- **Activity**:
Transcribe word for word the lines below from the line with "pub fn slot_style(opacity: f64, scale: f64)" through the line with "pub fn colon_style()", ends included.

[Extracted data entries]
___
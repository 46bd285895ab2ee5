//! Colour palette and text styles used across the UI.

use ratatui::style::{Color, Modifier, Style};

/// Central theme: change colours here and they propagate everywhere.
pub struct Theme;

impl Theme {
    // ── wheels ─────────────────────────────────────────────────

    /// Style for a value drawn at `opacity`.  Terminals have no alpha, so
    /// opacity becomes a grey ramp; slots close to full scale are bold.
    pub fn slot_style(opacity: f64, scale: f64) -> Style {
        let level = (48.0 + opacity.clamp(0.0, 1.0) * 207.0).round() as u8;
        let style = Style::default().fg(Color::Rgb(level, level, level));
        if scale >= 0.98 {
            style.add_modifier(Modifier::BOLD)
        } else {
            style
        }
    }

    /// Band behind the selection row.
    pub fn selection_band(focused: bool) -> Style {
        if focused {
            Style::default().bg(Color::DarkGray)
        } else {
            Style::default().bg(Color::Rgb(32, 32, 32))
        }
    }

    /// Center value while a haptic pulse is showing.
    pub fn pulse_style() -> Style {
        Style::default()
            .fg(Color::Yellow)
            .add_modifier(Modifier::BOLD)
    }

    pub fn colon_style() -> Style {
        Style::default()
            .fg(Color::Gray)
            .add_modifier(Modifier::BOLD)
    }

    // ── chrome ─────────────────────────────────────────────────
    pub fn border_style(focused: bool) -> Style {
        if focused {
            Style::default().fg(Color::Cyan)
        } else {
            Style::default().fg(Color::Gray)
        }
    }

    pub fn title_style() -> Style {
        Style::default()
            .fg(Color::Green)
            .add_modifier(Modifier::BOLD)
    }

    pub fn summary_style() -> Style {
        Style::default().fg(Color::White)
    }

    pub fn status_bar_style() -> Style {
        Style::default().bg(Color::DarkGray).fg(Color::White)
    }
}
___
- **Final answer**:
    pub fn slot_style(opacity: f64, scale: f64) -> Style {
        let level = (48.0 + opacity.clamp(0.0, 1.0) * 207.0).round() as u8;
        let style = Style::default().fg(Color::Rgb(level, level, level));
        if scale >= 0.98 {
            style.add_modifier(Modifier::BOLD)
        } else {
            style
        }
    }

    /// Band behind the selection row.
    pub fn selection_band(focused: bool) -> Style {
        if focused {
            Style::default().bg(Color::DarkGray)
        } else {
            Style::default().bg(Color::Rgb(32, 32, 32))
        }
    }

    /// Center value while a haptic pulse is showing.
    pub fn pulse_style() -> Style {
        Style::default()
            .fg(Color::Yellow)
            .add_modifier(Modifier::BOLD)
    }

    pub fn colon_style() -> Style {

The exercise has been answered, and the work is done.